Yes!
- Categories: Teen lifestyle
- Frequency: Weekly
- Founder: Joe Nieh (倪震) Simon Siu (邵國華)
- First issue: 20 November 1990
- Final issue: 25 July 2014
- Company: Megalink International Communications Ltd.
- Country: Hong Kong
- Based in: Hong Kong
- Language: Traditional Chinese
- Website: yesmagazine.com.hk
- ISSN: 1560-6058

= Yes! (Hong Kong magazine) =

Hong Kong teen lifestyle magazine

Yes! was a Hong Kong teen lifestyle magazine with a slogan "All-weather Youth Magazine" (全天候年輕人雜誌).
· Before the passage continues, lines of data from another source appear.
//! DAG planning.
//!
//! This module provides:
//! - The Graph Builder reconstructing the minimal layered stage DAG
//! - Lineage analysis deciding which stages depend on labels
//! - The DAG Cutter splitting selector ancestors into fold groups
//! - Plan caching and the [`Planner`] facade

mod cache;
mod config;
mod cutter;
mod dag;
mod engine;
mod lineage;

pub use cache::{CacheStats, PlanCache, PlanKey};
pub use config::PlannerConfig;
pub use cutter::{CutDag, DagCutter, SelectorRef};
pub use dag::{GraphBuilder, Layer, StageDag};
pub use engine::Planner;
pub use lineage::{FoldGroup, Lineage, LineageAnalyzer};
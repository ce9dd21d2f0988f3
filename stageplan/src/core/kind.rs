//! Stage kind variants.

use serde::{Deserialize, Serialize};
use std::fmt;

/// How a model selector validates candidate models.
#[derive(Debug, Clone, PartialEq, Serialize, Deserialize)]
#[serde(rename_all = "snake_case", tag = "type")]
pub enum ValidationScheme {
    /// K-fold cross-validation.
    CrossValidation {
        /// Number of folds.
        folds: u32,
    },
    /// Single train/validation split.
    TrainValidationSplit {
        /// Fraction of rows used for training.
        train_ratio: f64,
    },
}

impl ValidationScheme {
    /// Creates a k-fold cross-validation scheme.
    #[must_use]
    pub const fn cross_validation(folds: u32) -> Self {
        Self::CrossValidation { folds }
    }

    /// Creates a train/validation split scheme.
    #[must_use]
    pub const fn train_validation_split(train_ratio: f64) -> Self {
        Self::TrainValidationSplit { train_ratio }
    }

    /// Returns the number of fits each per-fold stage goes through.
    #[must_use]
    pub const fn fold_count(&self) -> u32 {
        match self {
            Self::CrossValidation { folds } => *folds,
            Self::TrainValidationSplit { .. } => 1,
        }
    }
}

impl Default for ValidationScheme {
    fn default() -> Self {
        Self::CrossValidation { folds: 3 }
    }
}

/// The kind of computation a stage performs.
#[derive(Debug, Clone, PartialEq, Serialize, Deserialize)]
#[serde(rename_all = "snake_case", tag = "kind")]
pub enum StageKind {
    /// Origin of a raw feature read from the data source.
    Generator,
    /// Pure, stateless transformation.
    Transformer {
        /// Operation name (e.g. "tokenize").
        operation: String,
    },
    /// Stage that must be fit before it can transform.
    Estimator {
        /// Operation name (e.g. "vectorize").
        operation: String,
    },
    /// The automated model-selection stage.
    ModelSelector {
        /// Validation scheme used to compare candidates.
        validation: ValidationScheme,
        /// Candidate model names.
        #[serde(default)]
        candidates: Vec<String>,
    },
}

impl StageKind {
    /// Creates a transformer kind.
    #[must_use]
    pub fn transformer(operation: impl Into<String>) -> Self {
        Self::Transformer {
            operation: operation.into(),
        }
    }

    /// Creates an estimator kind.
    #[must_use]
    pub fn estimator(operation: impl Into<String>) -> Self {
        Self::Estimator {
            operation: operation.into(),
        }
    }

    /// Creates a model-selector kind with no candidates listed.
    #[must_use]
    pub const fn model_selector(validation: ValidationScheme) -> Self {
        Self::ModelSelector {
            validation,
            candidates: Vec::new(),
        }
    }

    /// Returns true for the distinguished model-selection variant.
    #[must_use]
    pub const fn is_model_selector(&self) -> bool {
        matches!(self, Self::ModelSelector { .. })
    }

    /// Returns true for raw feature generators.
    #[must_use]
    pub const fn is_generator(&self) -> bool {
        matches!(self, Self::Generator)
    }

    /// Returns true if the stage has to be fit before use.
    #[must_use]
    pub const fn requires_fit(&self) -> bool {
        matches!(self, Self::Estimator { .. } | Self::ModelSelector { .. })
    }
}

impl fmt::Display for StageKind {
    fn fmt(&self, f: &mut fmt::Formatter<'_>) -> fmt::Result {
        match self {
            Self::Generator => write!(f, "generator"),
            Self::Transformer { operation } => write!(f, "transformer({operation})"),
            Self::Estimator { operation } => write!(f, "estimator({operation})"),
            Self::ModelSelector { .. } => write!(f, "model_selector"),
        }
    }
}

#[cfg(test)]
#[allow(clippy::unwrap_used)]
mod tests {
    use super::*;

    #[test]
    fn test_stage_kind_predicates() {
        let selector = StageKind::model_selector(ValidationScheme::cross_validation(5));
        assert!(selector.is_model_selector());
        assert!(selector.requires_fit());

        let est = StageKind::estimator("vectorize");
        assert!(!est.is_model_selector());
        assert!(est.requires_fit());

        let tr = StageKind::transformer("tokenize");
        assert!(!tr.requires_fit());
        assert!(StageKind::Generator.is_generator());
    }

    #[test]
    fn test_stage_kind_display() {
        assert_eq!(StageKind::Generator.to_string(), "generator");
        assert_eq!(StageKind::transformer("lower").to_string(), "transformer(lower)");
        assert_eq!(
            StageKind::model_selector(ValidationScheme::default()).to_string(),
            "model_selector"
        );
    }

    #[test]
    fn test_validation_scheme_fold_count() {
        assert_eq!(ValidationScheme::cross_validation(5).fold_count(), 5);
        assert_eq!(ValidationScheme::train_validation_split(0.75).fold_count(), 1);
    }

    #[test]
    fn test_stage_kind_serialize() {
        let kind = StageKind::transformer("tokenize");
        let json = serde_json::to_value(&kind).unwrap();
        assert_eq!(json, serde_json::json!({"kind": "transformer", "operation": "tokenize"}));

        let back: StageKind = serde_json::from_value(json).unwrap();
        assert_eq!(back, kind);
    }
}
Founded by Joe Nieh (倪震) and Simon Siu (邵國華) on 20 November 1990, it was originally a semimonthly magazine published on every 5th and 20th of each month and priced at HK$10. Later it was changed to be published on every Friday (officially published on Friday, but usually sold in various bookstalls and convenience stores on Thursday, depending on area) and priced at HK$12. It was mainly published with double cover, sometimes with triple cover (e.g. issues 965, 974), issues 975 and 1000 are with quadruple cover, and, rarely, with single cover (e.g., issue 971, 983, 984). Every issue is sold with an idol product as a gift (e.g. issue 953 and 966 are sold with an idol A4 folder). It ceased publication on 25 July 2014 (issue 1219).